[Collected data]

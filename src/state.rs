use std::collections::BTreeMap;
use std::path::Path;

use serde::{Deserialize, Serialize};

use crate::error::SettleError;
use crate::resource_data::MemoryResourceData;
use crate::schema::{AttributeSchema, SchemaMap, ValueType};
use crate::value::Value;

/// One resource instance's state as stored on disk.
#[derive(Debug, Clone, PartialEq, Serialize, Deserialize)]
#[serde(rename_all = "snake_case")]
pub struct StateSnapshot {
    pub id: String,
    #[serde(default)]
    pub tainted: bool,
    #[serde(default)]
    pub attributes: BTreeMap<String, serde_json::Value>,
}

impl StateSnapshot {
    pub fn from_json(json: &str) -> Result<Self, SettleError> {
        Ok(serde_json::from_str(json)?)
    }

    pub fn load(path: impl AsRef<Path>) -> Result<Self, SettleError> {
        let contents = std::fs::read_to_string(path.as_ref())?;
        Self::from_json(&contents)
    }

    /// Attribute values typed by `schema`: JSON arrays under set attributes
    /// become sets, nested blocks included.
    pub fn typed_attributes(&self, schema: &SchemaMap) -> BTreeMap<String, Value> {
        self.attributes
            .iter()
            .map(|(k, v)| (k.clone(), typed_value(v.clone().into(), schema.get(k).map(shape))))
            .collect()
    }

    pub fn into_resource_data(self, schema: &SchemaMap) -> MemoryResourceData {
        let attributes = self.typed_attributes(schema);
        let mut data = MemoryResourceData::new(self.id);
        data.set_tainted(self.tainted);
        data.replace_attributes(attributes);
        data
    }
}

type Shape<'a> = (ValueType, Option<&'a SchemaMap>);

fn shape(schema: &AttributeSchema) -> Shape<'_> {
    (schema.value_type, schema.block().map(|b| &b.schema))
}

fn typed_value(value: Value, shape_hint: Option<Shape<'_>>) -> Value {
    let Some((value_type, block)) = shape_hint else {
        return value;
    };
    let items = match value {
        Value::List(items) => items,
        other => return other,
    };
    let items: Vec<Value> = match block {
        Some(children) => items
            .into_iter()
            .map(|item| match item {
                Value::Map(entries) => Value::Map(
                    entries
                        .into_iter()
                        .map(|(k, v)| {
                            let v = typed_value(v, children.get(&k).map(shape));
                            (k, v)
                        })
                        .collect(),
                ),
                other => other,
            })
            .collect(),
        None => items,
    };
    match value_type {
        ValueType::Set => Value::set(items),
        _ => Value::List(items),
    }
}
==
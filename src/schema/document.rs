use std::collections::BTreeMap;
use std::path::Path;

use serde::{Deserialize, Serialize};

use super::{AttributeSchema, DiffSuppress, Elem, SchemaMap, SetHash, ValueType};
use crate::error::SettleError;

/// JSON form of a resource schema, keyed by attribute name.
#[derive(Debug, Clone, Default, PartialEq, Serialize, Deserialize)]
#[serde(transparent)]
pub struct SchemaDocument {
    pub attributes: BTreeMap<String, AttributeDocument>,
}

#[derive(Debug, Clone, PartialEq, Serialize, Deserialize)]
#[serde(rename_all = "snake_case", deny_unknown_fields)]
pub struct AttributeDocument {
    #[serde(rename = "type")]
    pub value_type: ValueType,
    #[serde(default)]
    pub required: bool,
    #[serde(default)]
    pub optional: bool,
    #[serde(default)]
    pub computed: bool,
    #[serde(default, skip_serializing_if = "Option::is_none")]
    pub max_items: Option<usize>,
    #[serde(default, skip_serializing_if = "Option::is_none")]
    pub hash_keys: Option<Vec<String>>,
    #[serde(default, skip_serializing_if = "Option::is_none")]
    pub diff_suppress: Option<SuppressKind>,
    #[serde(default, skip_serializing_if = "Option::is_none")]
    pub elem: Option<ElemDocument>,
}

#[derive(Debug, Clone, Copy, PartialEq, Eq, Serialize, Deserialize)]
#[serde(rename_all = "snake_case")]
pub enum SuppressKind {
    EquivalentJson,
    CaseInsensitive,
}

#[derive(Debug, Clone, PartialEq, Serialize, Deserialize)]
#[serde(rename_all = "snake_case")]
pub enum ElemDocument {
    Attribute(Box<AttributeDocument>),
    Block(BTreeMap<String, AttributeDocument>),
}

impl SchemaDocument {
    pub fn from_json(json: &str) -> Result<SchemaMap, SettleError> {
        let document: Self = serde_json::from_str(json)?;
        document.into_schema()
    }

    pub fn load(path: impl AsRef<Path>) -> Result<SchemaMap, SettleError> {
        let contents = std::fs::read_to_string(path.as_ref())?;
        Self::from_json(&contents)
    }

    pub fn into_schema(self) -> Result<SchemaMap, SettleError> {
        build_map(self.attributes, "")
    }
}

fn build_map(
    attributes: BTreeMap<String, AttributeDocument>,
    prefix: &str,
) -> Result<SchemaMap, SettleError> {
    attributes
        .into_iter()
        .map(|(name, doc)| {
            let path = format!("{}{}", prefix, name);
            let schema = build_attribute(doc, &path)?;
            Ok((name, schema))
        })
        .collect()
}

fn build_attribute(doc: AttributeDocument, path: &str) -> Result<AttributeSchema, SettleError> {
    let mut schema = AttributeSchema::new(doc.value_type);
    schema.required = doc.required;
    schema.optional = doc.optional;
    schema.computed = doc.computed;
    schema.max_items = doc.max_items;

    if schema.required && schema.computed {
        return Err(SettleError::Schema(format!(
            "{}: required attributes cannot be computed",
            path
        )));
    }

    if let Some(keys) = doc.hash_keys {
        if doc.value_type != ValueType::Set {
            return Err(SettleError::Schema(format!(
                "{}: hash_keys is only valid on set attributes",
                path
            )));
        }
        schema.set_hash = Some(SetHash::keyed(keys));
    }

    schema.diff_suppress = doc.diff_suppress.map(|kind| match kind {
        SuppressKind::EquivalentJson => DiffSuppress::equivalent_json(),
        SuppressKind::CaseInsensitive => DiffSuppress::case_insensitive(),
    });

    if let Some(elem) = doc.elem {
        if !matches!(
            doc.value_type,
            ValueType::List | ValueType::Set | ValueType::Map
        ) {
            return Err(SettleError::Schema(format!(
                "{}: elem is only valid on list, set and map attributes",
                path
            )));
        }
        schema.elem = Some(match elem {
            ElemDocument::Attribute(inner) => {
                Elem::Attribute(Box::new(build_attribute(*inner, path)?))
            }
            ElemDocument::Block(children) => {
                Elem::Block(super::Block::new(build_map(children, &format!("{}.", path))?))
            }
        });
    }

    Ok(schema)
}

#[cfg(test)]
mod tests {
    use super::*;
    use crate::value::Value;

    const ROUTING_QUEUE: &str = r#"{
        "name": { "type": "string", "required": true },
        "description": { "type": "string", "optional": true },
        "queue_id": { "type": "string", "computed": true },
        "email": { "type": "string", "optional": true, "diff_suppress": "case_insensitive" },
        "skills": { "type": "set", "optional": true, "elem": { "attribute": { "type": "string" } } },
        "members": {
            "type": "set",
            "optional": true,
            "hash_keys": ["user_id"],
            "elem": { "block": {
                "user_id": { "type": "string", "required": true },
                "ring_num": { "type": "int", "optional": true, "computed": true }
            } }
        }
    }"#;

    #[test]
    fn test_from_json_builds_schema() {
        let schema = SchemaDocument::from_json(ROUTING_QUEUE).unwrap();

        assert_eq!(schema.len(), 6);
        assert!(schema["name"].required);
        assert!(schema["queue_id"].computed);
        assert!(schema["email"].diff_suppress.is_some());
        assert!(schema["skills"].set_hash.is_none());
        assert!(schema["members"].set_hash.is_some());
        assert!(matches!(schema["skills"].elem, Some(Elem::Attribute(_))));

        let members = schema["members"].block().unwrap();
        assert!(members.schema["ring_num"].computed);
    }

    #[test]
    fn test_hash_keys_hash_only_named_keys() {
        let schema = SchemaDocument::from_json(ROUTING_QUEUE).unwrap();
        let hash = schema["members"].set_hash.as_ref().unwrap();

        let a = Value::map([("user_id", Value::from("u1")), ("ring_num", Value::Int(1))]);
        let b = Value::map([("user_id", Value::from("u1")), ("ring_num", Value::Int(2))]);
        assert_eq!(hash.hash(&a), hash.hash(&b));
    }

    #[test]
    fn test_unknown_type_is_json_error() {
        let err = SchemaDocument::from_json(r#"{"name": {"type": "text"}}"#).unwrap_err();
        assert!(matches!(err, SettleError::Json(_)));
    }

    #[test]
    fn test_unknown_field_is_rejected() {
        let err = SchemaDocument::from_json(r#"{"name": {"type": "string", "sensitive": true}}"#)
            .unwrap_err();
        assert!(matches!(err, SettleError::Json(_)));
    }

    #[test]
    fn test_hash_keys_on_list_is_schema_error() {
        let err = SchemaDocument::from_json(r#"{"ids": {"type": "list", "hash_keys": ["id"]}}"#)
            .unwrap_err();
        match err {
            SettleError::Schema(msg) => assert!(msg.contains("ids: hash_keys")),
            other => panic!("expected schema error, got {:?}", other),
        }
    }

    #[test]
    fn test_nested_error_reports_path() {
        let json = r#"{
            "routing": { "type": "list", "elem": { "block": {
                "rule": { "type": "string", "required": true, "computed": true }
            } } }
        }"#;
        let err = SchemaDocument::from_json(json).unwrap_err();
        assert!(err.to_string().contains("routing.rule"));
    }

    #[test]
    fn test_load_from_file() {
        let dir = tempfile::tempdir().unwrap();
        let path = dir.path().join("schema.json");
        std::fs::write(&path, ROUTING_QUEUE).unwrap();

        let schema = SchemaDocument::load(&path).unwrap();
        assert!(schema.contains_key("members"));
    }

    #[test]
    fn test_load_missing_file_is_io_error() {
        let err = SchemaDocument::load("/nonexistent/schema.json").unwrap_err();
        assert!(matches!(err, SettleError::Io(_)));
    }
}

What the exercise asks
When you reach the line with "filename src/state.rs" in the records above, start writing out lines exactly, and stop once the line with "fn shape(schema: &AttributeSchema)" has been written; include nothing else.

Output for this task
filename src/state.rs
use std::collections::BTreeMap;
use std::path::Path;

use serde::{Deserialize, Serialize};

use crate::error::SettleError;
use crate::resource_data::MemoryResourceData;
use crate::schema::{AttributeSchema, SchemaMap, ValueType};
use crate::value::Value;

/// One resource instance's state as stored on disk.
#[derive(Debug, Clone, PartialEq, Serialize, Deserialize)]
#[serde(rename_all = "snake_case")]
pub struct StateSnapshot {
    pub id: String,
    #[serde(default)]
    pub tainted: bool,
    #[serde(default)]
    pub attributes: BTreeMap<String, serde_json::Value>,
}

impl StateSnapshot {
    pub fn from_json(json: &str) -> Result<Self, SettleError> {
        Ok(serde_json::from_str(json)?)
    }

    pub fn load(path: impl AsRef<Path>) -> Result<Self, SettleError> {
        let contents = std::fs::read_to_string(path.as_ref())?;
        Self::from_json(&contents)
    }

    /// Attribute values typed by `schema`: JSON arrays under set attributes
    /// become sets, nested blocks included.
    pub fn typed_attributes(&self, schema: &SchemaMap) -> BTreeMap<String, Value> {
        self.attributes
            .iter()
            .map(|(k, v)| (k.clone(), typed_value(v.clone().into(), schema.get(k).map(shape))))
            .collect()
    }

    pub fn into_resource_data(self, schema: &SchemaMap) -> MemoryResourceData {
        let attributes = self.typed_attributes(schema);
        let mut data = MemoryResourceData::new(self.id);
        data.set_tainted(self.tainted);
        data.replace_attributes(attributes);
        data
    }
}

type Shape<'a> = (ValueType, Option<&'a SchemaMap>);

fn shape(schema: &AttributeSchema) -> Shape<'_> {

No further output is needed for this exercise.